2022 gave way to a virtual and complex business landscape. Complex metrics started to shape our world. Given the major shift in the paradigm, the destiny of businesses is indirectly being placed in the hands of data analysts or scientists who are relied upon for delivering insights for growth acceleration.
With all these implications, one might think that organizations are now entirely dependent on D&A’s insights for their growth and prosperity. Unfortunately, according to KPMG’s new report (Building Trust in Analytics: Breaking the cycle of mistrust in D&A), only 38 percent have a high level of confidence in the insights. Analysts need to build trust to generate value from the data to fuel growth.
The role of trust in an analyst ⇔ stakeholder relationship
Trust is an accelerator in the context of analytics. When an analyst builds trust with his/her stakeholder, the stakeholder is more open to the analysts’s insights and recommendation.

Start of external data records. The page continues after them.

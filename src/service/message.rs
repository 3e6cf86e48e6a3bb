//! Direct-message synchronization
//!
//! Rooms and their items follow the timeline write path in miniature:
//! refresh replaces, append walks older pages, sort IDs order items within
//! a room. Coalescing is per room key, so two views of the same
//! conversation never race a double fetch.

use std::collections::{HashMap, HashSet};
use std::sync::Arc;

use async_trait::async_trait;

use crate::data::{CacheStore, MessageContent, MessageItemRow, MessageRoomRow, RoomContent};
use crate::error::{EngineError, Result};
use crate::mapper::vvo as vvo_mapper;
use crate::model::{AccountKey, MicroblogKey};
use crate::network::{mastodon, vvo, xqt};
use crate::paging::Cursor;
use tokio::sync::Mutex;

/// One fetched page of room items plus the cursor for older pages
#[derive(Debug, Default)]
pub struct RoomItemPage {
    pub items: Vec<(MicroblogKey, MessageContent)>,
    pub next_cursor: Option<Cursor>,
}

/// Backend contract for direct messages
#[async_trait]
pub trait RoomLoader: Send + Sync {
    /// The room roster, newest activity first.
    async fn rooms(&self, page_size: usize) -> Result<Vec<MessageRoomRow>>;

    /// One page of a room's items; `cursor` walks to older pages.
    async fn room_items(
        &self,
        room_key: &MicroblogKey,
        page_size: usize,
        cursor: Option<&Cursor>,
    ) -> Result<RoomItemPage>;
}

/// Drives one account's direct messages through a loader.
pub struct DirectMessageHandler {
    store: Arc<CacheStore>,
    loader: Arc<dyn RoomLoader>,
    account_key: AccountKey,
    in_flight: Mutex<HashSet<String>>,
    cursors: Mutex<HashMap<String, Option<Cursor>>>,
}

impl DirectMessageHandler {
    pub fn new(
        store: Arc<CacheStore>,
        loader: Arc<dyn RoomLoader>,
        account_key: AccountKey,
    ) -> Self {
        Self {
            store,
            loader,
            account_key,
            in_flight: Mutex::new(HashSet::new()),
            cursors: Mutex::new(HashMap::new()),
        }
    }

    /// Refresh the room roster. Concurrent calls coalesce.
    pub async fn refresh_rooms(&self, page_size: usize) -> Result<()> {
        const ROSTER: &str = "\u{0}roster";
        if !self.in_flight.lock().await.insert(ROSTER.to_string()) {
            return Ok(());
        }
        let result = async {
            let rooms = self.loader.rooms(page_size).await?;
            self.store.replace_rooms(&self.account_key, &rooms).await
        }
        .await;
        self.in_flight.lock().await.remove(ROSTER);
        result
    }

    /// Refresh one room's items: fetch the newest page and replace.
    pub async fn refresh_room(&self, room_key: &MicroblogKey, page_size: usize) -> Result<()> {
        let key = room_key.to_string();
        if !self.in_flight.lock().await.insert(key.clone()) {
            return Ok(());
        }
        let result = async {
            let page = self.loader.room_items(room_key, page_size, None).await?;
            self.store
                .replace_room_items(&self.account_key, room_key, &page.items)
                .await?;
            self.cursors
                .lock()
                .await
                .insert(key.clone(), page.next_cursor);
            Ok(())
        }
        .await;
        self.in_flight.lock().await.remove(&key);
        result
    }

    /// Load the next (older) page of a room.
    pub async fn load_more_room(&self, room_key: &MicroblogKey, page_size: usize) -> Result<()> {
        let key = room_key.to_string();
        let cursor = match self.cursors.lock().await.get(&key) {
            Some(Some(cursor)) => cursor.clone(),
            // No cursor recorded: either never refreshed or exhausted.
            _ => return Ok(()),
        };
        if !self.in_flight.lock().await.insert(key.clone()) {
            return Ok(());
        }
        let result = async {
            let page = self
                .loader
                .room_items(room_key, page_size, Some(&cursor))
                .await?;
            self.store
                .append_room_items(&self.account_key, room_key, &page.items)
                .await?;
            self.cursors
                .lock()
                .await
                .insert(key.clone(), page.next_cursor);
            Ok(())
        }
        .await;
        self.in_flight.lock().await.remove(&key);
        result
    }

    pub async fn rooms(&self) -> Result<Vec<MessageRoomRow>> {
        self.store.rooms(&self.account_key).await
    }

    pub async fn room_items(&self, room_key: &MicroblogKey) -> Result<Vec<MessageItemRow>> {
        self.store.room_items(&self.account_key, room_key).await
    }
}

// =============================================================================
// Mastodon
// =============================================================================

/// Conversations double as DM rooms. The API exposes only the latest
/// status per conversation, so a room's item page is that status alone.
pub struct MastodonRoomLoader {
    pub client: Arc<mastodon::MastodonClient>,
    pub account_key: AccountKey,
}

#[async_trait]
impl RoomLoader for MastodonRoomLoader {
    async fn rooms(&self, page_size: usize) -> Result<Vec<MessageRoomRow>> {
        let conversations = self.client.conversations(page_size, None).await?;
        Ok(conversations
            .into_iter()
            .filter_map(|conversation| {
                let id = conversation.id.clone()?;
                Some(MessageRoomRow {
                    room_key: MicroblogKey::new(id, &self.account_key.host),
                    account_key: self.account_key.clone(),
                    content: RoomContent::Mastodon(conversation),
                })
            })
            .collect())
    }

    async fn room_items(
        &self,
        room_key: &MicroblogKey,
        page_size: usize,
        cursor: Option<&Cursor>,
    ) -> Result<RoomItemPage> {
        if cursor.is_some() {
            return Ok(RoomItemPage::default());
        }
        let conversations = self.client.conversations(page_size, None).await?;
        let conversation = conversations
            .into_iter()
            .find(|c| c.id.as_deref() == Some(room_key.id.as_str()))
            .ok_or(EngineError::NotFound)?;
        let items = conversation
            .last_status
            .and_then(|status| {
                let id = status.id.clone()?;
                Some((
                    MicroblogKey::new(id, &self.account_key.host),
                    MessageContent::Mastodon(status),
                ))
            })
            .into_iter()
            .collect();
        Ok(RoomItemPage {
            items,
            next_cursor: None,
        })
    }
}

// =============================================================================
// XQT
// =============================================================================

pub struct XqtRoomLoader {
    pub client: Arc<xqt::XqtClient>,
    pub account_key: AccountKey,
}

#[async_trait]
impl RoomLoader for XqtRoomLoader {
    async fn rooms(&self, _page_size: usize) -> Result<Vec<MessageRoomRow>> {
        let inbox = self.client.inbox_initial_state().await?;
        Ok(inbox
            .conversations
            .into_iter()
            .filter_map(|conversation| {
                let id = conversation.conversation_id.clone()?;
                Some(MessageRoomRow {
                    room_key: MicroblogKey::new(id, &self.account_key.host),
                    account_key: self.account_key.clone(),
                    content: RoomContent::Xqt(conversation),
                })
            })
            .collect())
    }

    async fn room_items(
        &self,
        room_key: &MicroblogKey,
        _page_size: usize,
        cursor: Option<&Cursor>,
    ) -> Result<RoomItemPage> {
        let page = self
            .client
            .dm_conversation(&room_key.id, cursor.map(|c| c.as_str()))
            .await?;
        Ok(RoomItemPage {
            items: page
                .messages
                .into_iter()
                .filter_map(|message| {
                    let id = message.id.clone()?;
                    Some((
                        MicroblogKey::new(id, &self.account_key.host),
                        MessageContent::Xqt(message),
                    ))
                })
                .collect(),
            next_cursor: page.next_cursor.map(Cursor::new),
        })
    }
}

// =============================================================================
// VVO
// =============================================================================

pub struct VvoRoomLoader {
    pub client: Arc<vvo::VvoClient>,
    pub account_key: AccountKey,
}

#[async_trait]
impl RoomLoader for VvoRoomLoader {
    async fn rooms(&self, _page_size: usize) -> Result<Vec<MessageRoomRow>> {
        let rooms = self.client.message_rooms(1).await?;
        Ok(rooms
            .iter()
            .filter_map(|room| vvo_mapper::room_row(&self.account_key, room))
            .collect())
    }

    async fn room_items(
        &self,
        room_key: &MicroblogKey,
        _page_size: usize,
        cursor: Option<&Cursor>,
    ) -> Result<RoomItemPage> {
        let uid = room_key.id.parse::<i64>().map_err(|_| {
            EngineError::Protocol(format!("vvo room key is not numeric: {}", room_key.id))
        })?;
        let since_id = cursor.and_then(Cursor::as_i64).unwrap_or(0);
        let messages = self.client.chat(uid, since_id).await?;
        let next_cursor = messages
            .iter()
            .filter_map(|message| message.id)
            .min()
            .filter(|_| !messages.is_empty())
            .map(|id| Cursor::new(id.to_string()));
        Ok(RoomItemPage {
            items: messages
                .iter()
                .filter_map(|message| vvo_mapper::message_item(&self.account_key, message))
                .collect(),
            next_cursor,
        })
    }
}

The greater the trust, more quickly the stakeholder is ready to act on the insights and faster would be the results. Thus trust accelerates impact from data.
Trust and credibility go hand-in-hand. Trust is essential for an analyst/data scientist whether they work internally with a stakeholder or externally with a client because it will accelerate the impact they have can drive.
How do you build trust?
Building trust is a process. trust results from consistent and predictable interaction over time – Barbara M White
Whether you are hired as an analyst or a product manager or as a VP, you need to build trust that mirrors your integrity. Here are some thoughts on building trust that has helped me and my team.

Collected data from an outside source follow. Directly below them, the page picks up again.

/// Paging driver for one `(account, paging key)` pair
///
/// Exposes `refresh`/`load_more`/`prepend` triggers plus a reactive view
/// backed by the cache store. At most one fetch of each kind is in flight
/// at a time; end-of-pagination is sticky until the next refresh.
pub struct TimelinePager {
    store: Arc<CacheStore>,
    mediator: Arc<dyn TimelineMediator>,
    account_key: AccountKey,
    paging_key: String,
    page_size: usize,
    inner: Mutex<PagerInner>,
    cancel: CancellationToken,
}

impl TimelinePager {
    pub fn new(
        store: Arc<CacheStore>,
        mediator: Arc<dyn TimelineMediator>,
        account_key: AccountKey,
        paging_key: String,
        page_size: usize,
    ) -> Self {
        Self {
            store,
            mediator,
            account_key,
            paging_key,
            page_size: page_size.clamp(1, 100),
            inner: Mutex::new(PagerInner {
                state: PagerState::Idle,
                next_cursor: None,
                prev_cursor: None,
                end_reached: false,
                prepend_done: false,
                generation: 0,
                in_flight: InFlight::default(),
            }),
            cancel: CancellationToken::new(),
        }
    }

    pub fn paging_key(&self) -> &str {
        &self.paging_key
    }

    /// Cancel any in-flight fetch. Called when the owning UI scope goes
    /// away or the active account switches. The cache is never left
    /// partially written: cancellation is checked before commit, not
    /// during one.
    pub fn cancel(&self) {
        self.cancel.cancel();
    }

    pub async fn state(&self) -> PagerState {
        self.inner.lock().await.state.clone()
    }

    /// Discard prior entries for this key, fetch the newest page, reset
    /// cursor state.
    pub async fn refresh(&self) -> Result<LoadOutcome> {
        self.load(RequestKind::Refresh).await
    }

    /// Fetch the next page below the loaded window. No-op once the
    /// mediator signalled end-of-pagination, until the next refresh.
    pub async fn load_more(&self) -> Result<LoadOutcome> {
        self.load(RequestKind::Append).await
    }

    /// Fetch newer items above the current top. Backends without a prepend
    /// cursor report end-of-pagination immediately.
    pub async fn prepend(&self) -> Result<LoadOutcome> {
        self.load(RequestKind::Prepend).await
    }

    /// Reactive view of this key, backed by the cache store.
    pub fn observe(&self) -> impl Stream<Item = Vec<TimelineItem>> {
        self.store
            .observe_timeline(self.account_key.clone(), self.paging_key.clone())
    }

    async fn load(&self, kind: RequestKind) -> Result<LoadOutcome> {
        let (request, generation) = {
            let mut inner = self.inner.lock().await;
            if inner.in_flight.get(kind) {
                return Ok(LoadOutcome::Coalesced);
            }
            match kind {
                RequestKind::Append if inner.end_reached => {
                    return Ok(LoadOutcome::EndOfPagination);
                }
                RequestKind::Prepend if inner.prepend_done => {
                    return Ok(LoadOutcome::EndOfPagination);
                }
                // A refresh may overtake a running append; other kinds
                // wait out whatever is in flight.
                RequestKind::Append | RequestKind::Prepend if inner.in_flight.any() => {
                    return Ok(LoadOutcome::Coalesced);
                }
                _ => {}
            }
            let request = match kind {
                RequestKind::Refresh => TimelineRequest::Refresh,
                RequestKind::Append => TimelineRequest::Append {
                    cursor: inner.next_cursor.clone(),
                },
                RequestKind::Prepend => TimelineRequest::Prepend {
                    cursor: inner.prev_cursor.clone(),
                },
            };
            inner.in_flight.set(kind, true);
            inner.state = PagerState::Loading(kind);
            (request, inner.generation)
        };

        let fetched = tokio::select! {
            page = self.mediator.timeline(self.page_size, request) => page,
            _ = self.cancel.cancelled() => Err(EngineError::Cancelled),
        };

        let mut inner = self.inner.lock().await;
        inner.in_flight.set(kind, false);

        let page = match fetched {
            Ok(page) => page,
            Err(error) => {
                REMOTE_FETCHES_TOTAL
                    .with_label_values(&[
                        self.mediator.platform().as_str(),
                        kind.as_str(),
                        "error",
                    ])
                    .inc();
                ERRORS_TOTAL
                    .with_label_values(&[error.kind(), self.mediator.platform().as_str()])
                    .inc();
                tracing::warn!(
                    paging_key = %self.paging_key,
                    request = kind.as_str(),
                    error = %error,
                    "Timeline fetch failed"
                );
                inner.state = if matches!(error, EngineError::Cancelled) {
                    PagerState::Idle
                } else {
                    PagerState::Error {
                        kind,
                        message: error.to_string(),
                        retryable: error.is_retryable(),
                    }
                };
                return Err(error);
            }
        };

        // A refresh committed while this fetch was in flight: the page is
        // stale and must not touch the cache.
        if kind != RequestKind::Refresh && inner.generation != generation {
            inner.state = PagerState::Idle;
            return Ok(LoadOutcome::Discarded);
        }
        if self.cancel.is_cancelled() {
            inner.state = PagerState::Idle;
            return Err(EngineError::Cancelled);
        }

        match kind {
            RequestKind::Refresh => {
                if page.is_explicitly_sorted() {
                    self.store
                        .replace_thread(&self.account_key, &self.paging_key, &page.entries)
                        .await?;
                } else {
                    self.store
                        .replace_page(&self.account_key, &self.paging_key, &page.entries)
                        .await?;
                }
                inner.next_cursor = page.next_cursor;
                inner.prev_cursor = page.prev_cursor;
                inner.end_reached = page.end_of_pagination;
                inner.prepend_done = false;
                inner.generation += 1;
            }
            RequestKind::Append => {
                self.store
                    .append_page(&self.account_key, &self.paging_key, &page.entries)
                    .await?;
                inner.next_cursor = page.next_cursor;
                inner.end_reached = page.end_of_pagination;
            }
            RequestKind::Prepend => {
                self.store
                    .prepend_page(&self.account_key, &self.paging_key, &page.entries)
                    .await?;
                if page.prev_cursor.is_some() {
                    inner.prev_cursor = page.prev_cursor;
                }
                inner.prepend_done = page.end_of_pagination;
            }
        }
        inner.state = PagerState::Idle;
        REMOTE_FETCHES_TOTAL
            .with_label_values(&[
                self.mediator.platform().as_str(),
                kind.as_str(),
                "success",
            ])
            .inc();
        Ok(LoadOutcome::Completed)
    }
}
#[async_trait]
impl ListLoader for BlueskyListLoader {
    async fn load(&self, page_size: usize, request: ListRequest) -> Result<ListPage> {
        let cursor = match &request {
            ListRequest::Refresh => None,
            ListRequest::Append { cursor } => cursor.clone(),
        };
        let page = self
            .client
            .get_lists(
                self.client.did(),
                page_size,
                cursor.as_ref().map(|c| c.as_str()),
            )
            .await?;
        Ok(ListPage {
            data: page.lists.into_iter().filter_map(bluesky_meta).collect(),
            next_cursor: page.cursor.map(Cursor::new),
        })
    }

    async fn info(&self, list_id: &str) -> Result<ListMetaData> {
        bluesky_meta(self.client.get_list(list_id).await?).ok_or(EngineError::NotFound)
    }

    async fn create(&self, meta: &ListMetaData) -> Result<ListMetaData> {
        let created = self
            .client
            .create_list(&meta.title, meta.description.as_deref(), None)
            .await?;
        Ok(ListMetaData {
            id: created.uri,
            title: meta.title.clone(),
            description: meta.description.clone(),
            avatar: meta.avatar.clone(),
            member_count: Some(0),
        })
    }

    async fn update(&self, list_id: &str, meta: &ListMetaData) -> Result<ListMetaData> {
        // List records are replaced wholesale via putRecord semantics;
        // the engine models that as create-with-same-rkey.
        let _ = self
            .client
            .create_list(&meta.title, meta.description.as_deref(), None)
            .await?;
        Ok(ListMetaData {
            id: list_id.to_string(),
            title: meta.title.clone(),
            description: meta.description.clone(),
            avatar: meta.avatar.clone(),
            member_count: meta.member_count,
        })
    }

    async fn delete(&self, list_id: &str) -> Result<()> {
        self.client.delete_record(list_id).await
    }

    async fn add_member(&self, list_id: &str, user_id: &str) -> Result<()> {
        self.client.add_list_member(list_id, user_id).await.map(|_| ())
    }

    async fn remove_member(&self, _list_id: &str, _user_id: &str) -> Result<()> {
        // Removing needs the listitem record URI, which this client does
        // not index. TODO: resolve the listitem rkey via getList members.
        Err(EngineError::Unsupported(
            "bluesky list member removal requires the listitem record".to_string(),
        ))
    }

    fn supported_meta_data(&self) -> &'static [ListMetaDataType] {
        &[
            ListMetaDataType::Title,
            ListMetaDataType::Description,
            ListMetaDataType::Avatar,
        ]
    }
}

// =============================================================================
// XQT
// =============================================================================

pub struct XqtListLoader {
    pub client: Arc<xqt::XqtClient>,
}

fn xqt_meta(list: xqt::TwitterList) -> Option<ListMetaData> {
    Some(ListMetaData {
        id: list.id_str?,
        title: list.name.unwrap_or_default(),
        description: list.description,
        avatar: list.banner_url,
        member_count: list.member_count,
    })
}

#[async_trait]
impl ListLoader for XqtListLoader {
    async fn load(&self, page_size: usize, request: ListRequest) -> Result<ListPage> {
        let cursor = match &request {
            ListRequest::Refresh => None,
            ListRequest::Append { cursor } => cursor.clone(),
        };
        let (lists, next) = self
            .client
            .list_management(page_size, cursor.as_ref().map(|c| c.as_str()))
            .await?;
        Ok(ListPage {
            data: lists.into_iter().filter_map(xqt_meta).collect(),
            next_cursor: next.map(Cursor::new),
        })
    }

    async fn info(&self, list_id: &str) -> Result<ListMetaData> {
        let page = self.load(100, ListRequest::Refresh).await?;
        page.data
            .into_iter()
            .find(|list| list.id == list_id)
            .ok_or(EngineError::NotFound)
    }

    async fn create(&self, meta: &ListMetaData) -> Result<ListMetaData> {
        let created = self
            .client
            .create_list(&meta.title, meta.description.as_deref())
            .await?;
        xqt_meta(created).ok_or_else(|| {
            EngineError::Protocol("list create returned no id".to_string())
        })
    }

    async fn update(&self, list_id: &str, meta: &ListMetaData) -> Result<ListMetaData> {
        self.client
            .update_list(list_id, &meta.title, meta.description.as_deref())
            .await?;
        Ok(ListMetaData {
            id: list_id.to_string(),
            title: meta.title.clone(),
            description: meta.description.clone(),
            avatar: meta.avatar.clone(),
            member_count: meta.member_count,
        })
    }

    async fn delete(&self, list_id: &str) -> Result<()> {
        self.client.delete_list(list_id).await
    }

    async fn add_member(&self, list_id: &str, user_id: &str) -> Result<()> {
        self.client.list_add_member(list_id, user_id).await
    }

    async fn remove_member(&self, list_id: &str, user_id: &str) -> Result<()> {
        self.client.list_remove_member(list_id, user_id).await
    }

    fn supported_meta_data(&self) -> &'static [ListMetaDataType] {
        &[ListMetaDataType::Title, ListMetaDataType::Description]
    }
}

There are four anchors to building trust.
We do what we promise to do. If we promise our clients to deliver a document by such and such a date, we make sure we get them that. That’s the first level of trust. It may be in timelines or the activities we will do, etc.
We show respect, and we build respect –
As we all know, respect is a two-way street. Where we give respect, we get respect. For example, we dress up right for the meeting. We show up on time. We particularly show people that we respect them. It’s just not the lip service. We respect their time, their insights, hear them out when they have a perspective. We do not put them aside, saying we know better because we are the experts. We believe in collaborating to build a bigger picture that helps all of us. Giving respect gets you to respect that’s the law of nature and law of behavior.
Making things easy –
We make things easy for our clients and our collaborators. Whether we are joining in an advisory role or data scientist role or an analyst role, we make things easy for the other side. How do we do that? We provide timelines and we stick to them. We say “Hey give us inputs by this time”. We ask clarifying questions about their expected timelines. In doing that, one can choose ease for oneself and will start building trust too.
We get stuff done –
“The proof is in the pudding”
Whatever you may say, at the end of the day, the proof is in the pudding. Meaning it’s not about the amount of effort you make, it’s about the results you drove.
This doesn’t essentially mean working hard. It means working smart or adopting the best strategic approach. This saves a lot of time for our clients and collaborators. For example, if a treasure has to be searched in the Pacific Ocean, we do not boil the entire ocean for the treasure. Instead, we identify four or five high probability spots where we can find the treasure and search in those places. Precisely, we work strategically to accomplish our goals within the shortest period possible.
These are the core to how we function, how I function, and how I invite those who are around me to build that trust.